N/A - This is a constant dictionary.
N/A - This is a constant dictionary.
The dictionary maps descriptive names to their corresponding BAM tag strings. For example, RAW_CELL_BC_TAG
maps to "CR"
, which represents the tag for the raw cell barcode sequence.
SINGLE_CELL_BAM_TAGS
This dictionary defines BAM tag names for single-cell sequencing chemistries.
N/A - This is a constant dictionary.
N/A - This is a constant dictionary.
The dictionary maps data types (umi
, cell_barcode
) to tuples of BAM tag names. Each tuple contains two tags: one for the sequence and one for the quality scores.
SPATIAL_BAM_TAGS
This dictionary defines BAM tag names for spatial sequencing chemistries.

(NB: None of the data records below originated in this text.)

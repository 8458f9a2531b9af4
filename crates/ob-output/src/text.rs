//! Human-readable rendering of reports and comparisons.

use std::fmt;

use ob_analyzer::{EvaluationReport, GameComparison};

/// `Display` adapter for one [`EvaluationReport`].
pub struct ReportText<'a>(pub &'a EvaluationReport);

impl fmt::Display for ReportText<'_> {
    fn fmt(&self, f: &mut fmt::Formatter<'_>) -> fmt::Result {
        let r = self.0;
        let e = &r.evaluation;

        writeln!(f, "===== Testing Game: {} =====", r.game_name)?;

        writeln!(f, "\nMonotonous Input Test:")?;
        writeln!(f, "Monotonous Pattern Vulnerability: {}", r.monotonous.vulnerability_level())?;
        for p in &r.monotonous.pattern_results {
            writeln!(f, "- {}: {:.1}s, Score: {}", p.pattern, p.survival_seconds, p.score)?;
        }

        writeln!(f, "\nPlayer Skill Test:")?;
        for a in [&r.players.beginner, &r.players.expert] {
            writeln!(f, "- {}: {:.1}s, Score: {:.1}", a.archetype, a.average_duration, a.average_score)?;
        }
        writeln!(f, "Skill Gap: {:.2}x", r.players.skill_gap)?;

        writeln!(f, "\nEvaluation Results:")?;
        writeln!(f, "- Overall Rating: {}/12 points ({})", e.total_score, e.rating)?;
        writeln!(f, "- Game Duration: {}/3 points", e.duration_score)?;
        writeln!(f, "- Skill Gap: {}/3 points", e.skill_gap_score)?;
        writeln!(f, "- Difficulty Progression: {}/3 points", e.difficulty_score)?;
        writeln!(f, "- Monotonous Input Resistance: {}/3 points", e.monotonous_input_score)?;

        writeln!(f, "\nStrengths:")?;
        for s in &e.strengths {
            writeln!(f, "- {s}")?;
        }

        writeln!(f, "\nWeaknesses:")?;
        for w in &e.weaknesses {
            writeln!(f, "- {w}")?;
        }

        writeln!(f, "\nImprovement Recommendations:")?;
        for (i, rec) in r.recommendations.iter().enumerate() {
            writeln!(f, "{}. {rec}", i + 1)?;
        }
        Ok(())
    }
}

/// `Display` adapter for the comparison table of several reports.
pub struct ComparisonText<'a> {
    pub reports:    &'a [EvaluationReport],
    pub comparison: &'a GameComparison,
}

impl fmt::Display for ComparisonText<'_> {
    fn fmt(&self, f: &mut fmt::Formatter<'_>) -> fmt::Result {
        writeln!(f, "===== Game Comparison =====")?;
        writeln!(f, "| Game Name | Rating | Score | Skill Gap | Avg Play Time | Monotonous Input |")?;
        writeln!(f, "|-----------|--------|-------|-----------|---------------|------------------|")?;

        for r in self.reports {
            let e = &r.evaluation;
            writeln!(
                f,
                "| {:<10} | {:<6} | {}/12 | {:.2}x | {:.1}s | {}/3 |",
                r.game_name,
                e.rating.label(),
                e.total_score,
                r.players.skill_gap,
                r.players.expert.average_duration,
                e.monotonous_input_score,
            )?;
        }

        writeln!(f, "\nBest Game Design: {}", self.comparison.best_game)?;
        writeln!(f, "Reasons:")?;
        for reason in &self.comparison.reasons {
            writeln!(f, "- {reason}")?;
        }
        Ok(())
    }
}

/// The multi-section text summary of one report.
pub fn render_report(report: &EvaluationReport) -> String {
    ReportText(report).to_string()
}

/// The markdown comparison table followed by the winner and its strengths.
pub fn render_comparison(reports: &[EvaluationReport], comparison: &GameComparison) -> String {
    ComparisonText { reports, comparison }.to_string()
}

N/A - This is a constant dictionary.
N/A - This is a constant dictionary.
Similar to SINGLE_CELL_BAM_TAGS
, this dictionary maps data types (umi
, spot_barcode
) to tuples of BAM tag names.
CHEMISTRY_BAM_TAGS
This dictionary maps specific sequencing chemistries to their corresponding BAM tag dictionaries.
N/A - This is a constant dictionary.
N/A - This is a constant dictionary.
The dictionary maps chemistry names (e.g., ‘dropseq’, ‘10xv2’) to either SINGLE_CELL_BAM_TAGS
or SPATIAL_BAM_TAGS
based on the chemistry type.
DNA_SUBSTITUTION_MATRIX
This dictionary defines a substitution matrix for DNA sequence alignment.
N/A - This is a constant dictionary.
N/A - This is a constant dictionary.
The dictionary represents a matrix where keys are nucleotides (A, T, C, G, Z, N) and values are dictionaries mapping each nucleotide to a score. This matrix is used to score alignments between DNA sequences.
DEFAULT_PIPELINE_PARAMETERS
This dictionary stores default parameters for each stage of the Cassiopeia preprocessing pipeline.
N/A - This is a constant dictionary.
N/A - This is a constant dictionary.
The dictionary maps stage names (e.g., ‘general’, ‘convert’, ‘filter_bam’) to dictionaries containing parameter names and their default values. These parameters control the behavior of each stage in the pipeline.